A golygon is any polygon with all right angles, whose sides are consecutive integer lengths. Golygons were invented and named by Lee Sallows, and popularized by A.K. Dewdney in a 1990 Scientific American column (Smith).[1] Variations on the definition of golygons involve allowing edges to cross, using sequences of edge lengths other than the consecutive integers, and considering turn angles other than 90°.[2]

In any golygon, all horizontal edges have the same parity as each other, as do all vertical edges. Therefore, the number n of sides must allow the solution of the system of equations

\pm 1 \pm 3\cdots \pm (n-1) = 0
\pm 2 \pm 4\cdots \pm n = 0.

It follows from this that n must be a multiple of 8. Thus the number of golygons for n = 1, 2, 3, 4, ... is 4, 112, 8432, 909288, etc.[3]

The number of solutions to this system of equations may be computed efficiently using generating functions (sequence A007219 in OEIS) but finding the number of solutions that correspond to non-crossing golygons seems to be significantly more difficult.

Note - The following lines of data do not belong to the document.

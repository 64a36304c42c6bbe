use std::fmt;
use std::sync::Arc;
use std::time::Duration;

use thiserror::Error;

/// Failure delivered to the observers of a [`FutureHandle`](crate::FutureHandle).
///
/// Every observer of one handle receives a clone of the same value; the
/// `Failed` payload is shared behind an `Arc`, so "the exact error the
/// fetcher produced" is observable through [`FetchError::source_error`].
#[derive(Error, Clone)]
pub enum FetchError {
    /// The computation itself failed.
    #[error("{0}")]
    Failed(Arc<anyhow::Error>),

    /// The dispatcher was shut down before the outcome could be delivered on
    /// the required thread.
    #[error("Dispatcher is closed")]
    DispatcherClosed,

    /// The computation panicked; the payload is rendered as text.
    #[error("Computation panicked: {0}")]
    Panicked(String),

    /// No outcome arrived within the allotted time.
    #[error("Timed out after {0:?}")]
    TimedOut(Duration),

    /// The handle was cancelled before it settled.
    #[error("Cancelled")]
    Cancelled,
}

impl FetchError {
    /// Wraps any error as a [`FetchError::Failed`].
    pub fn failed<E>(error: E) -> Self
    where
        E: Into<anyhow::Error>,
    {
        FetchError::Failed(Arc::new(error.into()))
    }

    /// The underlying error for `Failed`, `None` otherwise.
    pub fn source_error(&self) -> Option<&anyhow::Error> {
        match self {
            FetchError::Failed(error) => Some(error),
            _ => None,
        }
    }

    /// `true` when two values carry the very same failure (same `Arc`
    /// allocation for `Failed`, equal variants otherwise).
    pub fn same_failure(&self, other: &FetchError) -> bool {
        match (self, other) {
            (FetchError::Failed(a), FetchError::Failed(b)) => Arc::ptr_eq(a, b),
            (FetchError::Panicked(a), FetchError::Panicked(b)) => a == b,
            (FetchError::TimedOut(a), FetchError::TimedOut(b)) => a == b,
            (FetchError::DispatcherClosed, FetchError::DispatcherClosed)
            | (FetchError::Cancelled, FetchError::Cancelled) => true,
            _ => false,
        }
    }
}

impl fmt::Debug for FetchError {
    fn fmt(&self, f: &mut fmt::Formatter<'_>) -> fmt::Result {
        match self {
            FetchError::Failed(error) => f.debug_tuple("Failed").field(&format!("{error:#}")).finish(),
            FetchError::DispatcherClosed => f.write_str("DispatcherClosed"),
            FetchError::Panicked(message) => f.debug_tuple("Panicked").field(message).finish(),
            FetchError::TimedOut(after) => f.debug_tuple("TimedOut").field(after).finish(),
            FetchError::Cancelled => f.write_str("Cancelled"),
        }
    }
}

impl From<anyhow::Error> for FetchError {
    fn from(error: anyhow::Error) -> Self {
        FetchError::Failed(Arc::new(error))
    }
}

/// Errors returned by [`ThreadAffinityDispatcher`](crate::ThreadAffinityDispatcher)
/// operations.
#[derive(Error, Debug, Clone, PartialEq, Eq)]
pub enum DispatchError {
    #[error("Dispatcher is closed")]
    Closed,

    #[error("Thread '{0}' is not registered with the dispatcher")]
    UnknownThread(String),

    #[error("Queue for thread '{expected}' can only be drained from that thread")]
    WrongThread { expected: String },

    #[error("Worker runtime unavailable: {0}")]
    Runtime(String),
}

impl From<std::io::Error> for DispatchError {
    fn from(error: std::io::Error) -> Self {
        DispatchError::Runtime(error.to_string())
    }
}

#[cfg(test)]
mod tests {
    use super::*;

    #[derive(Debug, Error)]
    #[error("IOError: {0}")]
    struct IoFailure(&'static str);

    #[test]
    fn test_failed_preserves_source() {
        let error = FetchError::failed(IoFailure("timeout"));
        let source = error.source_error().unwrap();
        assert_eq!(source.to_string(), "IOError: timeout");
        assert!(source.downcast_ref::<IoFailure>().is_some());
        assert_eq!(error.to_string(), "IOError: timeout");
    }

    #[test]
    fn test_clones_are_the_same_failure() {
        let error = FetchError::failed(IoFailure("timeout"));
        let clone = error.clone();
        assert!(error.same_failure(&clone));

        let other = FetchError::failed(IoFailure("timeout"));
        assert!(!error.same_failure(&other));
    }

    #[test]
    fn test_non_failed_variants() {
        assert!(FetchError::Cancelled.source_error().is_none());
        assert!(FetchError::DispatcherClosed.same_failure(&FetchError::DispatcherClosed));
        assert!(!FetchError::DispatcherClosed.same_failure(&FetchError::Cancelled));
        assert_eq!(
            FetchError::TimedOut(Duration::from_millis(5)).to_string(),
            "Timed out after 5ms"
        );
    }

    #[test]
    fn test_dispatch_error_display() {
        let error = DispatchError::WrongThread {
            expected: "server-main".to_string(),
        };
        assert!(error.to_string().contains("server-main"));
        assert_eq!(
            DispatchError::UnknownThread("region-1".into()).to_string(),
            "Thread 'region-1' is not registered with the dispatcher"
        );
    }
}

There is a unique eight-sided golygon (shown in the figure); it can tile the plane by 180-degree rotation using the Conway criterion.


A serial-sided isogon of order n is a closed polygon with a constant angle at each vertex and having consecutive sides of length 1, 2, ..., n units. The polygon may be self-crossing.[4] Golygons are a special case of Serial-sided isogons.[5]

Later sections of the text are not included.